Ex-manager sues firm over theft accusation

November 12, 1992|By Alan J. Craver | Alan J. Craver,Staff Writer

The former manager of a financially troubled Columbia telecommunications company is suing the firm for $10 million, claiming it maliciously charged him with taking equipment and records.

Jeffrey Cunningham of Finksburg filed the suit against American Beeper Associates on Oct. 30 in Howard County Circuit Court.

Also named in the suit are four officers of the firm, which does business as Page Plus Corp., and the company's general partner, Pager Communication Corp. of Crofton.

American Beeper, which is owned by U.S. Rep. Tom McMillen and 27 others, and Pager Communication filed Chapter 11 bankruptcy papers Sept. 18.

Mr. Cunningham worked as general manager and consultant at American Beeper, which leases and sells paging devices, between January 1991 and April 22, when he resigned, the suit stated.

Two weeks later, officials of Page Plus filed a criminal complaint, accusing him of stealing equipment and records.

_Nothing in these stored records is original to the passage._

impl SinkHandle {
    pub fn queue_depth(&self) -> usize {
        self.shared.queue.lock().len()
    }

    pub fn max_queue_depth(&self) -> usize {
        self.shared.max_depth.load(Ordering::Acquire)
    }

    pub fn stats(&self) -> super::block::BlockStats {
        self.shared.core.stats()
    }

    pub fn name(&self) -> String {
        self.shared.core.name()
    }
}

/// Shared state of a sink block: the bounded queue and its worker thread.
pub struct SinkBase {
    shared: Arc<SinkShared>,
    worker: Mutex<Option<JoinHandle<()>>>,
}

impl SinkBase {
    pub fn new(name: &str, type_name: &'static str) -> Self {
        Self {
            shared: Arc::new(SinkShared {
                core: BlockCore::new(name, type_name),
                queue: Mutex::new(VecDeque::new()),
                not_empty: Condvar::new(),
                not_full: Condvar::new(),
                stop: AtomicBool::new(false),
                max_depth: AtomicUsize::new(DEFAULT_QUEUE_DEPTH),
                blocking: AtomicBool::new(true),
                input_format: Mutex::new(FrameInfo::new(640, 480, PixelFormat::Rgb24)),
            }),
            worker: Mutex::new(None),
        }
    }

    pub fn core(&self) -> &BlockCore {
        &self.shared.core
    }

    pub fn handle(&self) -> SinkHandle {
        SinkHandle {
            shared: Arc::clone(&self.shared),
        }
    }

    pub fn input_format(&self) -> FrameInfo {
        *self.shared.input_format.lock()
    }

    pub fn store_input_format(&self, format: FrameInfo) -> Result<()> {
        if self.core().state() == BlockState::Running {
            return Err(self.core().reject(PipelineError::InvalidState(format!(
                "sink '{}' cannot change input format while running",
                self.core().name()
            ))));
        }
        *self.shared.input_format.lock() = format;
        Ok(())
    }

    pub fn queue_depth(&self) -> usize {
        self.shared.queue.lock().len()
    }

    pub fn max_queue_depth(&self) -> usize {
        self.shared.max_depth.load(Ordering::Acquire)
    }

    pub fn set_max_queue_depth(&self, depth: usize) -> Result<()> {
        if depth == 0 || depth > MAX_QUEUE_DEPTH {
            return Err(self.core().reject(PipelineError::InvalidArgument(format!(
                "invalid queue depth {depth}"
            ))));
        }
        self.shared.max_depth.store(depth, Ordering::Release);
        Ok(())
    }

    pub fn is_blocking(&self) -> bool {
        self.shared.blocking.load(Ordering::Acquire)
    }

    pub fn set_blocking(&self, blocking: bool) {
        self.shared.blocking.store(blocking, Ordering::Release);
    }

    /// Apply the common sink parameters (`queue_depth`, `blocking`) from
    /// the block's parameter map.
    pub fn apply_common_params(&self) -> Result<()> {
        let core = self.core();

        if let Some(depth) = core.parameter("queue_depth") {
            let depth: usize = depth.parse().map_err(|_| {
                core.reject(PipelineError::InvalidArgument(format!(
                    "invalid queue depth '{depth}'"
                )))
            })?;
            self.set_max_queue_depth(depth)?;
        }

        if let Some(blocking) = core.parameter("blocking") {
            self.set_blocking(blocking == "true" || blocking == "1");
        }

        Ok(())
    }

    /// Enqueue a frame; see [`VideoSink::submit`] for the contract.
    pub fn submit(&self, frame: SharedFrame) -> bool {
        let shared = &*self.shared;

        if shared.core.state() != BlockState::Running {
            return false;
        }

        let mut queue = shared.queue.lock();
        let max_depth = shared.max_depth.load(Ordering::Acquire);

        if queue.len() >= max_depth {
            if shared.blocking.load(Ordering::Acquire) {
                while queue.len() >= shared.max_depth.load(Ordering::Acquire)
                    && !shared.stop.load(Ordering::Acquire)
                {
                    shared.not_full.wait(&mut queue);
                }
                if shared.stop.load(Ordering::Acquire) {
                    return false;
                }
            } else {
                // Drop-oldest; a loop in case the bound was lowered at runtime.
                while queue.len() >= max_depth {
                    queue.pop_front();
                    shared.core.record_dropped();
                }
                tracing::debug!(
                    "[{}] queue full, dropped oldest frame",
                    shared.core.name()
                );
            }
        }

        queue.push_back(frame);
        shared.core.set_queue_depth(queue.len() as u32);
        shared.not_empty.notify_one();
        true
    }

    /// Start the worker thread, feeding dequeued frames to `hook`.
    ///
    /// Called by the concrete sink's `start` after its own preparation.
    pub fn start(&self, hook: ProcessHook) -> Result<()> {
        self.core().check_can_start()?;
        self.core().set_state(BlockState::Starting);
        self.shared.stop.store(false, Ordering::Release);

        let shared = Arc::clone(&self.shared);
        let thread_name = format!("{}-worker", self.core().name());
        let handle = std::thread::Builder::new()
            .name(thread_name)
            .spawn(move || worker_loop(shared, hook))
            .map_err(|e| {
                self.core().fail(PipelineError::ResourceUnavailable(format!(
                    "failed to spawn sink worker: {e}"
                )))
            })?;

        *self.worker.lock() = Some(handle);
        self.core().set_state(BlockState::Running);
        tracing::info!("[{}] started", self.core().name());
        Ok(())
    }

    /// Stop the worker and drain the queue.
    ///
    /// Ordering matters: set the stop flag, wake both condition variables,
    /// join the worker, then drain. Dropping the drained references may run
    /// frame recyclers, which is why producers are shut down after sinks.
    pub fn stop(&self) -> Result<()> {
        if self.core().state() != BlockState::Running {
            return Ok(());
        }

        self.core().set_state(BlockState::Stopping);
        self.shared.stop.store(true, Ordering::Release);
        self.shared.not_empty.notify_all();
        self.shared.not_full.notify_all();

        if let Some(handle) = self.worker.lock().take() {
            if handle.join().is_err() {
                tracing::error!("[{}] worker thread panicked", self.core().name());
            }
        }

        let drained: Vec<SharedFrame> = {
            let mut queue = self.shared.queue.lock();
            let drained = queue.drain(..).collect();
            self.shared.core.set_queue_depth(0);
            drained
        };
        for frame in drained {
            self.core().record_dropped();
            drop(frame);
        }

        self.core().set_state(BlockState::Stopped);
        tracing::info!("[{}] stopped", self.core().name());
        Ok(())
    }

    /// Stop if needed and return to `Uninitialized`.
    pub fn reset(&self) -> Result<()> {
        self.stop()?;
        self.core().set_state(BlockState::Uninitialized);
        Ok(())
    }
}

Mr. Cunningham was arrested June 24 by Baltimore County police and was "booked, fingerprinted, photographed, handcuffed and detained for approximately six hours," the suit said.

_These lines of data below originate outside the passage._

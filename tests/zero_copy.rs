//! Zero-copy frame lifecycle: recyclers fire exactly once, after the last
//! reference anywhere in the chain is gone.

mod common;

use std::sync::atomic::{AtomicU32, Ordering};
use std::sync::Arc;
use std::time::Duration;

use common::CollectSink;
use framepipe::core::{Block, BlockState, FrameInfo, PixelFormat, VideoFrame, VideoSink};

/// Push 100 externally owned frames through a blocking sink with a queue
/// depth of one; every recycler fires exactly once.
#[test]
fn external_buffers_recycled_exactly_once() {
    let sink = Arc::new(CollectSink::new("zc", Duration::ZERO));
    sink.set_parameter("queue_depth", "1").unwrap();
    sink.set_parameter("blocking", "true").unwrap();
    sink.initialize(&sink.configuration()).unwrap();
    sink.start().unwrap();

    let recycled = Arc::new(AtomicU32::new(0));
    let info = FrameInfo::new(320, 240, PixelFormat::Rgb24);
    // One reusable mapping standing in for a camera buffer; it outlives
    // every frame wrapped around it.
    let mut backing = vec![0u8; info.frame_size()];

    for i in 0..100u64 {
        let counter = Arc::clone(&recycled);
        let mut frame = unsafe {
            VideoFrame::wrap_external(backing.as_mut_ptr(), backing.len(), info, move || {
                counter.fetch_add(1, Ordering::AcqRel);
            })
        }
        .unwrap();
        frame.info_mut().sequence_number = i + 1;

        let shared = Arc::new(frame);
        assert!(sink.submit(Arc::clone(&shared)));
        // Producer side drops its reference; the sink queue holds the rest.
        drop(shared);
    }

    // The blocking queue of depth one back-pressures the loop, so at most a
    // couple of frames are still in flight here.
    sink.stop().unwrap();
    assert_eq!(sink.state(), BlockState::Stopped);

    assert_eq!(
        recycled.load(Ordering::Acquire),
        100,
        "every recycler fired exactly once"
    );
    let stats = sink.stats();
    assert_eq!(stats.frames_processed + stats.frames_dropped, 100);

    // The worker is gone: further submits are refused.
    let leftover = unsafe {
        VideoFrame::wrap_external(backing.as_mut_ptr(), backing.len(), info, || {})
    }
    .unwrap();
    assert!(!sink.submit(Arc::new(leftover)));

    sink.shutdown().unwrap();
}

/// A recycler on a heap frame fires when the sink releases the last
/// reference after processing.
#[test]
fn heap_frame_recycler_fires_after_sink_release() {
    let sink = Arc::new(CollectSink::new("heap-rc", Duration::ZERO));
    sink.initialize(&sink.configuration()).unwrap();
    sink.start().unwrap();

    let recycled = Arc::new(AtomicU32::new(0));
    let counter = Arc::clone(&recycled);

    let mut frame = VideoFrame::alloc(FrameInfo::new(64, 48, PixelFormat::Rgb24)).unwrap();
    frame.set_recycler(move || {
        counter.fetch_add(1, Ordering::AcqRel);
    });

    assert!(sink.submit(Arc::new(frame)));
    std::thread::sleep(Duration::from_millis(50));
    assert_eq!(recycled.load(Ordering::Acquire), 1);

    sink.stop().unwrap();
    sink.shutdown().unwrap();
}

He appeared before a Howard County District Court commissioner and was released on his own recognizance.

Mr. Cunningham was to be tried Oct. 27, but the state's attorney's office dropped the charges for lack of evidence, the suit said.

"As a result of the defendants' conduct and actions, [Mr.] Cunningham has suffered embarrassment, humiliation, severe mental anguish, loss of reputation, loss of income, and was in other respects hurt and injured," the suit said.

Page Plus officials "acted with malice and without probable cause" in filing the charges.

Deborah Caperna, acting general manager for Page Plus and a defendant in the suit, dismissed the allegations. She said the company may counter-sue to get equipment and documents it insists he took.

The company contends Mr. Cunningham took at least 63 pagers from its offices in the 8300 block of Guilford Road in Columbia, she said.

"We are in such a terrible financial position," Ms. Caperna said. "We don't have the money to replace the equipment he took."

Scott Rotter, a Baltimore attorney representing Mr. Cunningham, said a counter-suit would be "baseless."

"The case against Mr. Cunningham was [dropped] because there was no evidence," Mr. Rotter said. "He did not improperly take anything."

Mr. Cunningham acknowledges taking paging equipment and company records but says they belonged to Northeastern Paging, a New Jersey company he operates, according to the suit.

Mr. McMillen, who lost his bid for re-election last week, was out of town and could not be reached for comment.

In addition to Ms. Caperna, three other company officers were named as defendants: President Edward Dyas Jr., Vice President Buddy Marx and office manager Sandra Nichols.

Pager Communication changed its name from McMillen Communications Corp. when it filed bankruptcy papers.